KDE neon introduces “offline updates”

KDE neon - Offline Updates

I have few complaints about KDE neon, but here is a new one: the «offline updates” O “offline updates«, A literal but unrepresentative translation of the original ‘offline updates’, which is not a KDE developers’ idea, but rather a standard freedesktop.org directive for updating systemd-based systems. A directive that is already enforced in the stable version of the distribution.

This offline updates, however, is nothing new: we are talking about the classic Windows update method, in which download the updates first and then restart the system to apply them. It has nothing new and nothing bad either, since it aims to avoid problems derived from conflicts with applications or libraries that are updated with processes that continue to run.

«This has the tremendous advantage that you no longer need to interrupt what you are doing to update the system.«, Can be read on the KDE neon blog, to which he only knows how to answer” as if it couldn’t be done exactly the same before. ” «They also prevent the system from going into a curious state of inconsistency, resulting in a higher probability of errors and crashes right after the update.«, They explain, and this is what it is really about.

«Before, it is possible that Firefox looked at you angrily, that Dolphin crashed or even that the session was locked because the lock screen jumped into the void after applying an update. The reason for this is that most complex pieces of software don’t really work well if the essential files change underneath them. Offline updates solve this problem simply by moving the installation stage to a time when the system is in a less vulnerable state.«, They add.

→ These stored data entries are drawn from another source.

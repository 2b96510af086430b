//! Shared test doubles: a scripted remote executor and an in-memory storage
//! backend, plus the runtime/log setup used by the async tests.

use std::io;
use std::path::{Path, PathBuf};
use std::sync::{Mutex, Once};

use async_trait::async_trait;
use lazy_static::lazy_static;
use tokio::runtime::Runtime;

use annoq_data::StorageEntry;

use crate::error::Result;
use crate::executor::{CommandOutput, RemoteCommand, RemoteExecutor};
use crate::settings::Settings;
use crate::storage::StorageBackend;

lazy_static! {
    pub(crate) static ref RUNTIME: Runtime = Runtime::new().unwrap();
}
static INIT: Once = Once::new();

pub(crate) fn setup() {
    INIT.call_once(|| {
        tracing_subscriber::fmt::init();
    });
}

pub(crate) fn test_settings(dir: &Path) -> Settings {
    let mut settings = Settings::default();
    settings.queue_dir = dir.join("queue");
    settings.tmp_dir = dir.join("tmp");
    settings.storage_dir = dir.join("storage");
    settings.remote_host = "annotation.test".to_string();
    settings.remote_user = "worker".to_string();
    settings
}

type Responder = Box<dyn Fn(&RemoteCommand) -> io::Result<CommandOutput> + Send + Sync>;

/// Remote executor whose responses are scripted by the test. Every call is
/// recorded so tests can assert on what would have run.
pub(crate) struct MockExecutor {
    responder: Responder,
    pub calls: Mutex<Vec<RemoteCommand>>,
    pub pushes: Mutex<Vec<(PathBuf, String)>>,
    pub pulls: Mutex<Vec<(String, PathBuf)>>,
}

impl MockExecutor {
    pub fn new<F>(responder: F) -> Self
    where
        F: Fn(&RemoteCommand) -> io::Result<CommandOutput> + Send + Sync + 'static,
    {
        Self {
            responder: Box::new(responder),
            calls: Mutex::new(Vec::new()),
            pushes: Mutex::new(Vec::new()),
            pulls: Mutex::new(Vec::new()),
        }
    }

    /// Executor that answers every command with a clean empty success.
    pub fn silent() -> Self {
        Self::new(|_| Ok(CommandOutput::ok("")))
    }

    pub fn call_count(&self) -> usize {
        self.calls.lock().unwrap().len()
    }
}

#[async_trait]
impl RemoteExecutor for MockExecutor {
    async fn run(&self, command: &RemoteCommand) -> io::Result<CommandOutput> {
        self.calls.lock().unwrap().push(command.clone());
        (self.responder)(command)
    }

    async fn push(
        &self,
        local: &Path,
        remote_dir: &str,
        _delete: bool,
    ) -> io::Result<CommandOutput> {
        self.pushes
            .lock()
            .unwrap()
            .push((local.to_path_buf(), remote_dir.to_string()));
        Ok(CommandOutput::ok(""))
    }

    async fn pull(
        &self,
        remote_dir: &str,
        local: &Path,
        _filters: &[String],
    ) -> io::Result<CommandOutput> {
        self.pulls
            .lock()
            .unwrap()
            .push((remote_dir.to_string(), local.to_path_buf()));
        Ok(CommandOutput::ok(""))
    }
}

/// Storage backend serving a fixed listing and accepting all transfers.
pub(crate) struct MockStorage {
    pub entries: Vec<StorageEntry>,
    pub local: bool,
}

impl MockStorage {
    pub fn new(entries: Vec<StorageEntry>) -> Self {
        Self {
            entries,
            local: false,
        }
    }

    pub fn entry(name: &str, path: &str) -> StorageEntry {
        StorageEntry {
            name: name.to_string(),
            kind: "file".to_string(),
            last_modified: None,
            size: 0,
            path: path.to_string(),
        }
    }
}

#[async_trait]
impl StorageBackend for MockStorage {
    fn local(&self) -> bool {
        self.local
    }

    async fn list_contents(&self, _dir: &str) -> Result<Vec<StorageEntry>> {
        Ok(self.entries.clone())
    }

    async fn download_dir(&self, _dir: &str, _dest: &Path) -> Result<()> {
        Ok(())
    }

    async fn upload_dir(&self, _dir: &str, _src: &Path) -> Result<()> {
        Ok(())
    }

    async fn remove_dir(&self, _dir: &str) -> Result<()> {
        Ok(())
    }

    async fn get_file_contents(&self, _path: &str) -> Result<String> {
        Ok(String::new())
    }
}
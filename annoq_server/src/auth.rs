use rocket::http::Status;
use rocket::request::{FromRequest, Outcome};
use rocket::Request;

use crate::state::AppState;

/// Caller identity, as asserted by the fronting authentication proxy via
/// headers. Routes requiring a user reject requests without one.
pub struct Identity {
    pub user_id: String,
    pub contact: Option<String>,
}

#[derive(Debug)]
pub enum AuthError {
    MissingUser,
    BadSecret,
}

#[rocket::async_trait]
impl<'r> FromRequest<'r> for Identity {
    type Error = AuthError;

    async fn from_request(request: &'r Request<'_>) -> Outcome<Self, Self::Error> {
        match request.headers().get_one("x-user-id") {
            Some(user_id) => Outcome::Success(Identity {
                user_id: user_id.to_string(),
                contact: request
                    .headers()
                    .get_one("x-contact")
                    .map(str::to_string),
            }),
            None => Outcome::Error((Status::Unauthorized, AuthError::MissingUser)),
        }
    }
}

/// Guard for internal operator routes, keyed on the configured secret.
/// An unconfigured (empty) secret locks these routes entirely.
pub struct Operator;

#[rocket::async_trait]
impl<'r> FromRequest<'r> for Operator {
    type Error = AuthError;

    async fn from_request(request: &'r Request<'_>) -> Outcome<Self, Self::Error> {
        let secret = request
            .rocket()
            .state::<AppState>()
            .map(|state| state.manager.settings().secret_key.clone())
            .unwrap_or_default();
        match request.headers().get_one("x-secret-key") {
            Some(provided) if !secret.is_empty() && provided == secret => {
                Outcome::Success(Operator)
            }
            _ => Outcome::Error((Status::Unauthorized, AuthError::BadSecret)),
        }
    }
}
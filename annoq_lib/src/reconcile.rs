//! Periodic driver advancing the job queue: polls running jobs and starts
//! waiting ones while annotation workers are free.

use std::sync::Arc;
use std::time::Duration;

use chrono::Utc;
use tracing::{debug, error, info, instrument};

use annoq_data::Status;

use crate::error::Result;
use crate::job::JobManager;

#[derive(Clone)]
pub struct Reconciler {
    manager: Arc<JobManager>,
}

impl Reconciler {
    pub fn new(manager: Arc<JobManager>) -> Self {
        Self { manager }
    }

    /// One reconciliation pass.
    ///
    /// Per-job failures are logged rather than propagated: the failing job's
    /// record has already been moved to `error` by the operation itself, and
    /// one bad job must not stall the rest of the queue. The worker cap is
    /// advisory capacity control; the actual processes run on the remote
    /// host.
    #[instrument(skip(self))]
    pub async fn tick(&self) -> Result<()> {
        let manager = &self.manager;
        manager.unqueue_inactive()?;

        let (running, waiting) = manager.running_waiting()?;
        debug!(
            running = running.len(),
            waiting = waiting.len(),
            "reconciling queue"
        );

        let mut active = 0usize;
        for mut job in running {
            match manager.poll(&mut job).await {
                Ok(true) => active += 1,
                Ok(false) => {}
                Err(e) => {
                    error!(corpus_id = %job.corpus_id, error = %e, "failed to poll running job")
                }
            }
        }

        let workers = manager.settings().workers;
        for mut job in waiting {
            if active >= workers {
                break;
            }
            let result = match job.status {
                Status::Waiting => manager.start_annotation(&mut job, Utc::now()).await,
                Status::WaitingInstall => manager.start_install(&mut job, Utc::now()).await,
                _ => continue,
            };
            match result {
                Ok(()) => {
                    info!(corpus_id = %job.corpus_id, "started remote process");
                    active += 1;
                }
                Err(e) => {
                    error!(corpus_id = %job.corpus_id, error = %e, "failed to start waiting job")
                }
            }
        }
        Ok(())
    }

    /// Drive [`tick`](Self::tick) on a fixed interval, for deployments
    /// without an external scheduler hitting the advance-queue route.
    pub async fn run(self, period: Duration) {
        let mut interval = tokio::time::interval(period);
        loop {
            interval.tick().await;
            if let Err(e) = self.tick().await {
                error!(error = %e, "queue reconciliation failed");
            }
        }
    }
}
use std::sync::Arc;

use annoq_lib::{JobManager, Reconciler};

/// Shared application state managed by Rocket.
pub struct AppState {
    pub manager: Arc<JobManager>,
    pub reconciler: Reconciler,
}

impl AppState {
    pub fn new(manager: Arc<JobManager>) -> Self {
        let reconciler = Reconciler::new(manager.clone());
        Self {
            manager,
            reconciler,
        }
    }
}
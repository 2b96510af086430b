//! The job state machine: owns every status transition, drives the remote
//! operations and persists each mutation before the side effect it gates is
//! trusted.

use std::fs;
use std::sync::Arc;

use chrono::{DateTime, Duration, Utc};
use tracing::{debug, error, info, instrument};

use annoq_data::{JobOptions, JobRecord, Status};

use crate::error::{Error, Result};
use crate::executor::{shell_quote, RemoteCommand, RemoteExecutor};
use crate::output::{self, ParsedOutput};
use crate::queue::JobQueue;
use crate::settings::Settings;
use crate::storage::StorageBackend;
use crate::store::JobStore;

pub struct JobManager {
    settings: Settings,
    store: JobStore,
    queue: JobQueue,
    executor: Arc<dyn RemoteExecutor>,
    storage: Arc<dyn StorageBackend>,
}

KDE neon - Offline Updates

To be honest, all that they tell me has happened to me on rare occasions and very isolated from each other, but I understand the most and the change seems correct. Now, with moderation, because it is one thing to be asked to reboot the system when updating base system components such as the kernel or desktop libraries, but Loose apps that aren’t even running? For example, that the qBittorrent update arrives, installed from its own repository and without any package being used by another application and it asks you to restart … For me it is excessive.

But the final straw is that you not only have to restart to apply the update: once you reboot, the update is installed and the system is rebooted… even if it is, as in the example – one hundred percent real – of an independent application like qBittorrent whose only potential problem is that that particular application was wrong. Not to mention that those two reboots, when you use disk encryption, don’t like a thing.

I repeat that I understand that this is a better method of doing things, but it has to be polished a bit so that it is not so cumbersome. Even psychologically it is much more annoying and pressing to see the icon for “you need to restart the system” than for “you have pending updates”, or so I see it.

In any case, this offline updates does not apply only to KDE neon, but it points to a requirement for practically the entire Linux desktop, and in fact makes several versions that are applied in Fedora through GNOME Software, as it does now in KDE neon via Discover. The terminal update is not affected yet and unless it is done with that intention (in the article linked above they give the command for KDE neon), it can continue to be used to update specific applications that will not give problems.